[Dataset records]
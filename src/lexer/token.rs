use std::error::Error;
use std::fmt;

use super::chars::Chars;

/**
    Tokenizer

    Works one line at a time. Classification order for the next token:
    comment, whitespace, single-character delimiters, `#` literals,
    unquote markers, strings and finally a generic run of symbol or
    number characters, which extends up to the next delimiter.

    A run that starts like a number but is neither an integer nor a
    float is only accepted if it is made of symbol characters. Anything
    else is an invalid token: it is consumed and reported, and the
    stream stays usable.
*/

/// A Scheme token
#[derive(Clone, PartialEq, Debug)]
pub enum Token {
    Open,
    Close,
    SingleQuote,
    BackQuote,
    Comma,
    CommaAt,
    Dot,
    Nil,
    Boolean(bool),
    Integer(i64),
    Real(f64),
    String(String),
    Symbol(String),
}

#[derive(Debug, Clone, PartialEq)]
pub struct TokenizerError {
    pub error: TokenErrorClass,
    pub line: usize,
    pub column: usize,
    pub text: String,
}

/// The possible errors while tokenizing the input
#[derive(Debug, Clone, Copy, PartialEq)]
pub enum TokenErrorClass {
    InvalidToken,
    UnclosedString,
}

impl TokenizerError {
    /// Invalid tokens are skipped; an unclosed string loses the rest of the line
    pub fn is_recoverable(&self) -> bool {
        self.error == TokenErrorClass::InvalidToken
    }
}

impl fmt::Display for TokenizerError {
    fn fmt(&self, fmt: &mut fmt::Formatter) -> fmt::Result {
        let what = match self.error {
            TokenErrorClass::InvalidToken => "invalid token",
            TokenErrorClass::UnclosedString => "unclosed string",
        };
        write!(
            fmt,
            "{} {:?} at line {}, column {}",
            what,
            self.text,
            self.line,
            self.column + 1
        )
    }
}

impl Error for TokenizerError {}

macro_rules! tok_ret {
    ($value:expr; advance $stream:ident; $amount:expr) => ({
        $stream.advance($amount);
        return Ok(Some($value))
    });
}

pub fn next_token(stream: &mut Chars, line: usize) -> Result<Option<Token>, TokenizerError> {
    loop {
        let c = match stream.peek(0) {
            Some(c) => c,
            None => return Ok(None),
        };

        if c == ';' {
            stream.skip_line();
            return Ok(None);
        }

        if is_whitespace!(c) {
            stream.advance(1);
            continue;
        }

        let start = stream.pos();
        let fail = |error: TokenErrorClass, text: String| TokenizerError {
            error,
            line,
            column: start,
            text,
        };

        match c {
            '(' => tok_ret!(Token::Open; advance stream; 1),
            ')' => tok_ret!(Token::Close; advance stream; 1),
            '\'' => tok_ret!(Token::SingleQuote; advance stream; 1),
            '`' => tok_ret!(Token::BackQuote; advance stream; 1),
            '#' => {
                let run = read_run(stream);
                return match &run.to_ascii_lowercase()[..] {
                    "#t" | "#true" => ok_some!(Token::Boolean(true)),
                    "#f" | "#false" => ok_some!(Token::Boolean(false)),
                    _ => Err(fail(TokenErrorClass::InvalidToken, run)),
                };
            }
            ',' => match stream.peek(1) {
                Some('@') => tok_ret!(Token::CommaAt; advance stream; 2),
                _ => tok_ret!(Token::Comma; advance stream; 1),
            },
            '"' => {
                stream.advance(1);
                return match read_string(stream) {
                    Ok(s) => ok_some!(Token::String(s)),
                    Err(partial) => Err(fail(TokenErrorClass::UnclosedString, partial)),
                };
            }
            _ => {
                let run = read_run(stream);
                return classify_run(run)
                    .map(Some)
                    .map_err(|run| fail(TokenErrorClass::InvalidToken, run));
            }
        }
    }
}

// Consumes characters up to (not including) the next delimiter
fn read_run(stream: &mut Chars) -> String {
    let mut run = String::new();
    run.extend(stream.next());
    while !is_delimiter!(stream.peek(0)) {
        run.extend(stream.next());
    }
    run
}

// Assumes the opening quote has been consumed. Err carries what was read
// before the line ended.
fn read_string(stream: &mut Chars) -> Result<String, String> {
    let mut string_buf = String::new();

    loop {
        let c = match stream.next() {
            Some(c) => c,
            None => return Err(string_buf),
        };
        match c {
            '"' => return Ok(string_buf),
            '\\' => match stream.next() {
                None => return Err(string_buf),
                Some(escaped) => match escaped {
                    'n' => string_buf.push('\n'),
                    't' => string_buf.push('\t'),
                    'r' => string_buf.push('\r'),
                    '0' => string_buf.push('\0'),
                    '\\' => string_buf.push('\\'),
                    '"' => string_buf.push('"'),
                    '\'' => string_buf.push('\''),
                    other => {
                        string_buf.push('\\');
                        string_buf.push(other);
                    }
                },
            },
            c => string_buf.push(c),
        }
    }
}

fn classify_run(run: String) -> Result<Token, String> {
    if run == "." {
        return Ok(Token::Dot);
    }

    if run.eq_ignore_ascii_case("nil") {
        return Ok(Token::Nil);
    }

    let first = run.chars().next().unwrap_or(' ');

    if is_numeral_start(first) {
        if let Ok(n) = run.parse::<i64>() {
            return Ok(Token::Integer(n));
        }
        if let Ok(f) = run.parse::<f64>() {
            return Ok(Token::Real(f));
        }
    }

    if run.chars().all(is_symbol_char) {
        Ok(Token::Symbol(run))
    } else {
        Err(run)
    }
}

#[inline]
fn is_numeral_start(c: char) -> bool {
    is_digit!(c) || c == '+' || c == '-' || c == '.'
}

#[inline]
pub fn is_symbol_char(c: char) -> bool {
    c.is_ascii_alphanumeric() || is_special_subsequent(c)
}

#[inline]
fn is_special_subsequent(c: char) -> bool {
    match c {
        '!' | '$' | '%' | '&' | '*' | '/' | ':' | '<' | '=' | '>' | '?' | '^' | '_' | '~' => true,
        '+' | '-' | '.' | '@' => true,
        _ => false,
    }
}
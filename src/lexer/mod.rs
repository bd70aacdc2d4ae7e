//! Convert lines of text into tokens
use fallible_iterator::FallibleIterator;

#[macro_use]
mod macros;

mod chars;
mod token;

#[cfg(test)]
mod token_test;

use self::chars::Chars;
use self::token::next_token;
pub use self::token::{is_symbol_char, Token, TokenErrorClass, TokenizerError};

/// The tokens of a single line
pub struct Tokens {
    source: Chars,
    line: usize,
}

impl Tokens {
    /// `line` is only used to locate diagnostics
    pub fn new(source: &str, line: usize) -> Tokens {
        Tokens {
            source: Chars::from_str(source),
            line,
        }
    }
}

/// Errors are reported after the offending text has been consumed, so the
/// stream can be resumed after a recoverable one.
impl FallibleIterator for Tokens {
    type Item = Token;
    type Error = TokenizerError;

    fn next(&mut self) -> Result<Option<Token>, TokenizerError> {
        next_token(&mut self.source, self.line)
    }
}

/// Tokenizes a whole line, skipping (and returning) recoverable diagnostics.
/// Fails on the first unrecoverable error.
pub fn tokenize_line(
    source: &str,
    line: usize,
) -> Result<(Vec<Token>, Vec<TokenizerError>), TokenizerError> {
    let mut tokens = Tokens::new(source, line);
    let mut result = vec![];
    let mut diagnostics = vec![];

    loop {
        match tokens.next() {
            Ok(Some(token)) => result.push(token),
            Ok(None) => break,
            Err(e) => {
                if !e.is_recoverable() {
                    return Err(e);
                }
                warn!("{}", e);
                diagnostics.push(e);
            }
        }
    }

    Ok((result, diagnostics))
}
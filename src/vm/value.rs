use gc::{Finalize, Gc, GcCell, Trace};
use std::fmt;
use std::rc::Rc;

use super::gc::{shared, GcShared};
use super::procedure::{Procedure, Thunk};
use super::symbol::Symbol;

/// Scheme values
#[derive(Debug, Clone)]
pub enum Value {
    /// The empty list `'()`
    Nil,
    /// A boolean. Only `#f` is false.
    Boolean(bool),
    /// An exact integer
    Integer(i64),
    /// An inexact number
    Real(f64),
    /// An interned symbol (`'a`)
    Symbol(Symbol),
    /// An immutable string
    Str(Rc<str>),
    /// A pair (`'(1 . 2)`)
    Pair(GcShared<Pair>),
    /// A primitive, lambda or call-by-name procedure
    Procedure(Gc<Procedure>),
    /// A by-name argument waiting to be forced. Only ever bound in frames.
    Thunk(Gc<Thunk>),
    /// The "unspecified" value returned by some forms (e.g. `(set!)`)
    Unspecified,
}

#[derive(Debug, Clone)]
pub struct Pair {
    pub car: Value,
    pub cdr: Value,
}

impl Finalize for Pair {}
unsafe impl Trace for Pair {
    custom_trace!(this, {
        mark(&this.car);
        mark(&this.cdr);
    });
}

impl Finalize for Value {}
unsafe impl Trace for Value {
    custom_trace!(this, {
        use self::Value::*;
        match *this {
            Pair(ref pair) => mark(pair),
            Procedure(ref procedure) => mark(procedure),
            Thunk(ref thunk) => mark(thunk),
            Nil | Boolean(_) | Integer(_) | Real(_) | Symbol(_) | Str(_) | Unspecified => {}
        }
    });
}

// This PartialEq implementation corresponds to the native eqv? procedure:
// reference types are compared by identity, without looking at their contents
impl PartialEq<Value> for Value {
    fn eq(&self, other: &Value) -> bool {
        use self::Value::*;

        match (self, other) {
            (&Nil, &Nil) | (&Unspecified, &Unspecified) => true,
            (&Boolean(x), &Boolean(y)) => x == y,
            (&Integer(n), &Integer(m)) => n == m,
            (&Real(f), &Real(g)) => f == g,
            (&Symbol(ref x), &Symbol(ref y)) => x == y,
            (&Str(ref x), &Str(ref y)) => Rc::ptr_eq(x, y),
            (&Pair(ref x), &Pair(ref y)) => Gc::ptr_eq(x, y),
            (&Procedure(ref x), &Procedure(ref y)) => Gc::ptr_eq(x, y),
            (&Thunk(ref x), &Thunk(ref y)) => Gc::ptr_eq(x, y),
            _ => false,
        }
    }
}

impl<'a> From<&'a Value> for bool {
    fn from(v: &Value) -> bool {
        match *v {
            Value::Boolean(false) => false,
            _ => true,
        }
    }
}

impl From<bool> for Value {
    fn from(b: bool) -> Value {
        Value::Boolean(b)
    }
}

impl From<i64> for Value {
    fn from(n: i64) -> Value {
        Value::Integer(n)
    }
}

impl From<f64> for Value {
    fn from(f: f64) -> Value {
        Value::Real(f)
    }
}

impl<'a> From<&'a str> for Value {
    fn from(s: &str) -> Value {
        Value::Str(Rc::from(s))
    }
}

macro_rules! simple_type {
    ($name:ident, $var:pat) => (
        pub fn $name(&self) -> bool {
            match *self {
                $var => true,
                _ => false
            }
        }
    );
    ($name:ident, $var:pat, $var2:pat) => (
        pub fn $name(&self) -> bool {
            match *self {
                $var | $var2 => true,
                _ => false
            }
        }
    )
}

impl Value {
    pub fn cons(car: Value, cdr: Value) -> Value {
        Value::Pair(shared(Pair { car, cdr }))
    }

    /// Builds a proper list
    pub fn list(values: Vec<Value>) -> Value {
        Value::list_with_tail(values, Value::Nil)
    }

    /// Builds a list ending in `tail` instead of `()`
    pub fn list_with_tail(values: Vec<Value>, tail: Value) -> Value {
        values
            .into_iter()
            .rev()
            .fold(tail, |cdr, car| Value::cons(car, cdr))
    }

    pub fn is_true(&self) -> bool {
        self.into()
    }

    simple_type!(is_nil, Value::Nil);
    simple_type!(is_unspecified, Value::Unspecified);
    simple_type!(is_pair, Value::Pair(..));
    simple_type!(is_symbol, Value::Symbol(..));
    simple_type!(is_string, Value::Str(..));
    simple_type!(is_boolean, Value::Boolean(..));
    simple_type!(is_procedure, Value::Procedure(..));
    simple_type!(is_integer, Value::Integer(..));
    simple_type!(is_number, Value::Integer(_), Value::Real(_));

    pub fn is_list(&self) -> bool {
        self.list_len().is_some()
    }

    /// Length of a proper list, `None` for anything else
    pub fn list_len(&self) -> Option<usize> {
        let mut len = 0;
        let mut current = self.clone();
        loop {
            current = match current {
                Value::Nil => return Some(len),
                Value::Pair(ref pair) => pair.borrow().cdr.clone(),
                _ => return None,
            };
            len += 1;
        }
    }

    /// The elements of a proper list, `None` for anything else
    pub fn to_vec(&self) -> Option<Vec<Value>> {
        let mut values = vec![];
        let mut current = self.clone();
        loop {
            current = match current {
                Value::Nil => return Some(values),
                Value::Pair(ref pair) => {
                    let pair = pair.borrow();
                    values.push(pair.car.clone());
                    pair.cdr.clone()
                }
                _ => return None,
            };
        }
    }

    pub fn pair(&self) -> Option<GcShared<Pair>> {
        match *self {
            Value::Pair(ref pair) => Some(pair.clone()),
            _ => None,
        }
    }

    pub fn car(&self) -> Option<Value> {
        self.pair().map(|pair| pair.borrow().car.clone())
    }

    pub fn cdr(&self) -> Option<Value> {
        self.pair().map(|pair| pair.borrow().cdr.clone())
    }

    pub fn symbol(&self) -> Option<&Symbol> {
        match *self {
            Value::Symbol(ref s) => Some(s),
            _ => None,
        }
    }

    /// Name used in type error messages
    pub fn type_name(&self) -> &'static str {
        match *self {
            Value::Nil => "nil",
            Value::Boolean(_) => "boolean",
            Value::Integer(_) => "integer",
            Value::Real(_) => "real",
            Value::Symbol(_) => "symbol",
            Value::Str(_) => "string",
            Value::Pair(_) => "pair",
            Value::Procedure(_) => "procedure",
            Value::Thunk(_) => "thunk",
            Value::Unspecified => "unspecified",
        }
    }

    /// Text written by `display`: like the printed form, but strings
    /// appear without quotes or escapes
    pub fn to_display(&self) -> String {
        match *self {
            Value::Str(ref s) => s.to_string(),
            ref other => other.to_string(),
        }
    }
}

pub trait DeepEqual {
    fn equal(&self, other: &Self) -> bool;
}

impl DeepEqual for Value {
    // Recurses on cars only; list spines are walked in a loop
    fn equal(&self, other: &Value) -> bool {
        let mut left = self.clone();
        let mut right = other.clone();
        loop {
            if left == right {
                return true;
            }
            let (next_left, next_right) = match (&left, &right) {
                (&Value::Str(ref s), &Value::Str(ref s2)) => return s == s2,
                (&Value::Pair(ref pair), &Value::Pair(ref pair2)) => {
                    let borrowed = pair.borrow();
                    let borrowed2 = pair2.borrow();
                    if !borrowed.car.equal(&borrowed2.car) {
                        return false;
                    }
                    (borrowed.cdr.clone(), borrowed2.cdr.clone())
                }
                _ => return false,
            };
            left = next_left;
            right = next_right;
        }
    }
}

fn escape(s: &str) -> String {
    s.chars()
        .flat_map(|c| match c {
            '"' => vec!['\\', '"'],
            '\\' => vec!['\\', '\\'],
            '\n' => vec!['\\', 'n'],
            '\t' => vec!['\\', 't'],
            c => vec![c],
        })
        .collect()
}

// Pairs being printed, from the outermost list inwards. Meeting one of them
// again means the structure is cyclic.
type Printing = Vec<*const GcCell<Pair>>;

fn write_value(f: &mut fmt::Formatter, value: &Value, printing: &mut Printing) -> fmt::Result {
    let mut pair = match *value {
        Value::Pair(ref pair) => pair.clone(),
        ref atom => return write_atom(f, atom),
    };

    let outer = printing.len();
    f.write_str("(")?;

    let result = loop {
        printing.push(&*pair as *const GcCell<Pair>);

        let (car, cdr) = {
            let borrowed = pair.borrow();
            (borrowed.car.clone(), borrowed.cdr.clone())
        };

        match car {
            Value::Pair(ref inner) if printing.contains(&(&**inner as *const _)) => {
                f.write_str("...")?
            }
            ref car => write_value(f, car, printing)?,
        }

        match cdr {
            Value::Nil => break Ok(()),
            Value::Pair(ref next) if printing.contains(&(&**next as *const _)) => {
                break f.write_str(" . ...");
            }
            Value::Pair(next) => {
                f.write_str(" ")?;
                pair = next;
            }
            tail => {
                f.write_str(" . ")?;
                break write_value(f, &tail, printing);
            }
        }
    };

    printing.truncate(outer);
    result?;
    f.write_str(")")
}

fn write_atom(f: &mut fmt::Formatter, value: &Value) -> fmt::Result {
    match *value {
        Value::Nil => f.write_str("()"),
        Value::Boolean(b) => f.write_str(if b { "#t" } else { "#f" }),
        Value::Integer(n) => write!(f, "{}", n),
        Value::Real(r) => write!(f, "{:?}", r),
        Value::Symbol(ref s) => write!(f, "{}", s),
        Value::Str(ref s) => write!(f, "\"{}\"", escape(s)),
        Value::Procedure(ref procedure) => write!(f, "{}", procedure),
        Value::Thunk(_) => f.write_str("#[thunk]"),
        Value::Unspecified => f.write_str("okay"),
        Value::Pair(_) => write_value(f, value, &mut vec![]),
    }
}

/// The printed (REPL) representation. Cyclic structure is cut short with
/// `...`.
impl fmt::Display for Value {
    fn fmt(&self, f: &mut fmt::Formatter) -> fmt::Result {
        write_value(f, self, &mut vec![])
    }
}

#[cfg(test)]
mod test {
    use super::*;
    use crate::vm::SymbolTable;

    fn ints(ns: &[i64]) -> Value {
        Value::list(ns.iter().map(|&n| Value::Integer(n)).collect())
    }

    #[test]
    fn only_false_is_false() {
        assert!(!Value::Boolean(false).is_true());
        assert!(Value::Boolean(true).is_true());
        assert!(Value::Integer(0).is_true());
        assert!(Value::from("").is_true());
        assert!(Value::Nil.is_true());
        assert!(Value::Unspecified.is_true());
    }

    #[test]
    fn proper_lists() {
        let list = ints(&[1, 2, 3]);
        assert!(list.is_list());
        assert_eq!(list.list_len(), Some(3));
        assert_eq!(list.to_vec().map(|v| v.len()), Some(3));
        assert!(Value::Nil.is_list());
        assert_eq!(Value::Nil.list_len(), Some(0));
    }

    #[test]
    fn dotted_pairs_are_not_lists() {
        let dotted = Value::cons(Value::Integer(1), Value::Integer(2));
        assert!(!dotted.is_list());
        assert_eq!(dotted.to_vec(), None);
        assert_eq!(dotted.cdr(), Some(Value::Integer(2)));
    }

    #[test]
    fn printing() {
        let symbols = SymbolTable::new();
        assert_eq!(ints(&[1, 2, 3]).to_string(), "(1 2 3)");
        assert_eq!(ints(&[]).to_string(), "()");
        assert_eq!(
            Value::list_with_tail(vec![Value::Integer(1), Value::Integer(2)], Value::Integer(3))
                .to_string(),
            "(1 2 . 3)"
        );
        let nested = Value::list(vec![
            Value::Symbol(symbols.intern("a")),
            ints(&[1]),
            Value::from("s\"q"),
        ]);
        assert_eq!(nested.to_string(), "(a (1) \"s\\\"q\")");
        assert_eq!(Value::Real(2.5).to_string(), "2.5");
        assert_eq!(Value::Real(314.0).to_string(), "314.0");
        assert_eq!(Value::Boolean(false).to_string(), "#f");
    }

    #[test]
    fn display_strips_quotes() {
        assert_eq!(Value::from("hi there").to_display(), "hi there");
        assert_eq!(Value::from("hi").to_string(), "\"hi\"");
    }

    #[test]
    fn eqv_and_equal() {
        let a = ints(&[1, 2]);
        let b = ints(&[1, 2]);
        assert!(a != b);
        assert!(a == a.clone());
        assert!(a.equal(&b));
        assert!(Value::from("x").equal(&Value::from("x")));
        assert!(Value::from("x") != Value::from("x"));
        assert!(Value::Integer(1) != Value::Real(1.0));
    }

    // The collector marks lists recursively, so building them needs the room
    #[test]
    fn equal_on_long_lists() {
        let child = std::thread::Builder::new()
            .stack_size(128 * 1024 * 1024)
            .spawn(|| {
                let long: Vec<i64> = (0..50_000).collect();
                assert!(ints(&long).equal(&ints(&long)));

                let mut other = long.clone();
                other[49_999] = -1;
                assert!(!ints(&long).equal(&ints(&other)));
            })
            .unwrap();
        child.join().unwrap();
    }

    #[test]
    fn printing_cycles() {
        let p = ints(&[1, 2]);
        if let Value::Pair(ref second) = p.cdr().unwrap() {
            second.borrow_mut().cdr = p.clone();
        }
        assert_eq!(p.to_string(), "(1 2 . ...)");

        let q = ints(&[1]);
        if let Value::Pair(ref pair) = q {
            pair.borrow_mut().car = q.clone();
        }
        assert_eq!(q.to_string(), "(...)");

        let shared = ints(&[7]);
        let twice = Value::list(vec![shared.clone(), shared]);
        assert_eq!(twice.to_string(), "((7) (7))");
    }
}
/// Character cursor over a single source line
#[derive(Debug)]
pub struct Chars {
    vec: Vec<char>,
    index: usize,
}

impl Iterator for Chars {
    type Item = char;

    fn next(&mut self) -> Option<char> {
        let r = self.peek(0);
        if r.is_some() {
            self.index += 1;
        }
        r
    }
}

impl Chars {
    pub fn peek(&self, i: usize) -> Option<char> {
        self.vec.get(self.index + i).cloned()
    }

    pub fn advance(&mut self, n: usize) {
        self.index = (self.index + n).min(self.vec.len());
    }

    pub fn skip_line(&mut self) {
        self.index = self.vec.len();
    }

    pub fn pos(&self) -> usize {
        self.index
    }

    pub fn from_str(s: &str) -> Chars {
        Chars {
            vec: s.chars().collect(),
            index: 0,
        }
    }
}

* Problem to solve: Write out every line from the entries where "Finalize" appears.

* Answer space:
use gc::{Finalize, Gc, GcCell, Trace};
impl Finalize for Pair {}
impl Finalize for Value {}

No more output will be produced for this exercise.